=== Begin Enclosure ===
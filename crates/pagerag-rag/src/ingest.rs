use anyhow::Result;
use indicatif::{ProgressBar, ProgressStyle};
use std::collections::{BTreeMap, BTreeSet};
use std::sync::Arc;

use pagerag_core::chunker::source_stem;
use pagerag_core::{Chunk, ChunkMetadata, Chunker, Embedder, Error, IndexedChunk, PageText, VectorIndex};

#[derive(Debug, Clone, Default, PartialEq, Eq)]
pub struct IngestStats {
    pub sources: usize,
    pub pages: usize,
    pub chunks: usize,
    /// Rows from earlier ingests of the same sources that the new chunks no longer cover.
    pub replaced: usize,
}

/// Chunks pages, embeds the chunks and writes them to the index.
///
/// Re-ingesting a source replaces everything previously stored for it. New
/// rows are written before stale ones are removed, so a failed write leaves
/// the previous version of the source searchable.
pub struct Ingestor<V: VectorIndex> {
    chunker: Box<dyn Chunker>,
    embedder: Arc<dyn Embedder>,
    index: V,
    batch_size: usize,
}

impl<V: VectorIndex> Ingestor<V> {
    pub fn new(chunker: Box<dyn Chunker>, embedder: Arc<dyn Embedder>, index: V, batch_size: usize) -> Self {
        Self { chunker, embedder, index, batch_size: batch_size.max(1) }
    }

    pub fn index(&self) -> &V { &self.index }

    pub fn ingest(&self, pages: &[PageText]) -> Result<IngestStats> {
        if pages.is_empty() {
            return Err(Error::EmptyDocument("no pages with extractable text".to_string()).into());
        }

        let sources: BTreeSet<&str> = pages.iter().map(|p| p.source.as_str()).collect();
        self.check_stems(&sources)?;

        let mut items: Vec<(Chunk, ChunkMetadata)> = Vec::new();
        for source in &sources {
            let source_pages: Vec<PageText> = pages.iter().filter(|p| p.source == *source).cloned().collect();
            for chunk in self.chunker.chunk(&source_pages) {
                let metadata = ChunkMetadata { page: chunk.page, source: (*source).to_string() };
                items.push((chunk, metadata));
            }
        }
        tracing::info!(sources = sources.len(), pages = pages.len(), chunks = items.len(), "chunked documents");

        let vectors = self.embed_all(&items)?;

        let mut kept: BTreeMap<&str, Vec<String>> = sources.iter().map(|s| (*s, Vec::new())).collect();
        for (chunk, metadata) in &items {
            if let Some(ids) = kept.get_mut(metadata.source.as_str()) {
                ids.push(chunk.id.clone());
            }
        }
        let indexed: Vec<IndexedChunk> = items
            .into_iter()
            .zip(vectors)
            .map(|((chunk, metadata), vector)| IndexedChunk { chunk, metadata, vector })
            .collect();
        for batch in indexed.chunks(self.batch_size) {
            self.index.upsert(batch)?;
        }

        let mut replaced = 0usize;
        for (source, ids) in &kept {
            replaced += self.index.delete_stale(source, ids)?;
        }

        let stats = IngestStats { sources: sources.len(), pages: pages.len(), chunks: indexed.len(), replaced };
        tracing::info!(?stats, "ingest complete");
        Ok(stats)
    }

    /// Ids are `"{stem}_{seq}"`, so two sources with one stem would overwrite
    /// each other's rows. Rejected here, against this batch and the index.
    fn check_stems(&self, sources: &BTreeSet<&str>) -> Result<()> {
        let stored = self.index.sources()?;
        let mut owners: BTreeMap<&str, &str> = BTreeMap::new();
        for source in sources.iter().copied().chain(stored.iter().map(String::as_str)) {
            let stem = source_stem(source);
            match owners.get(stem) {
                Some(owner) if *owner != source => {
                    return Err(Error::InvalidConfig(format!(
                        "'{owner}' and '{source}' share the id stem '{stem}'; rename one of them"
                    ))
                    .into());
                }
                Some(_) => {}
                None => {
                    owners.insert(stem, source);
                }
            }
        }
        Ok(())
    }

    fn embed_all(&self, items: &[(Chunk, ChunkMetadata)]) -> Result<Vec<Vec<f32>>> {
        let pb = ProgressBar::new(items.len() as u64);
        if let Ok(style) = ProgressStyle::default_bar()
            .template("{spinner:.green} [{elapsed_precise}] [{bar:40.cyan/blue}] {pos}/{len} chunks ({percent}%) {msg}")
        {
            pb.set_style(style.progress_chars("#>-"));
        }
        let mut vectors = Vec::with_capacity(items.len());
        for batch in items.chunks(self.batch_size) {
            let texts: Vec<String> = batch.iter().map(|(c, _)| c.text.clone()).collect();
            let embs = self.embedder.embed_batch(&texts)?;
            if embs.len() != texts.len() {
                return Err(Error::Operation(format!("embedder returned {} vectors for {} chunks", embs.len(), texts.len())).into());
            }
            for e in &embs {
                if e.len() != self.embedder.dim() {
                    return Err(Error::DimensionMismatch { expected: self.embedder.dim(), actual: e.len() }.into());
                }
            }
            vectors.extend(embs);
            pb.inc(batch.len() as u64);
        }
        pb.finish_with_message("embedded");
        Ok(vectors)
    }
}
=== End Enclosure ===
## What is being asked
Copy out the listing above, line by line and exactly, from its first line to the line holding "use pagerag_core::chunker::source_stem;", inclusive.

## Written response
filename crates/pagerag-rag/src/ingest.rs
use anyhow::Result;
use indicatif::{ProgressBar, ProgressStyle};
use std::collections::{BTreeMap, BTreeSet};
use std::sync::Arc;

use pagerag_core::chunker::source_stem;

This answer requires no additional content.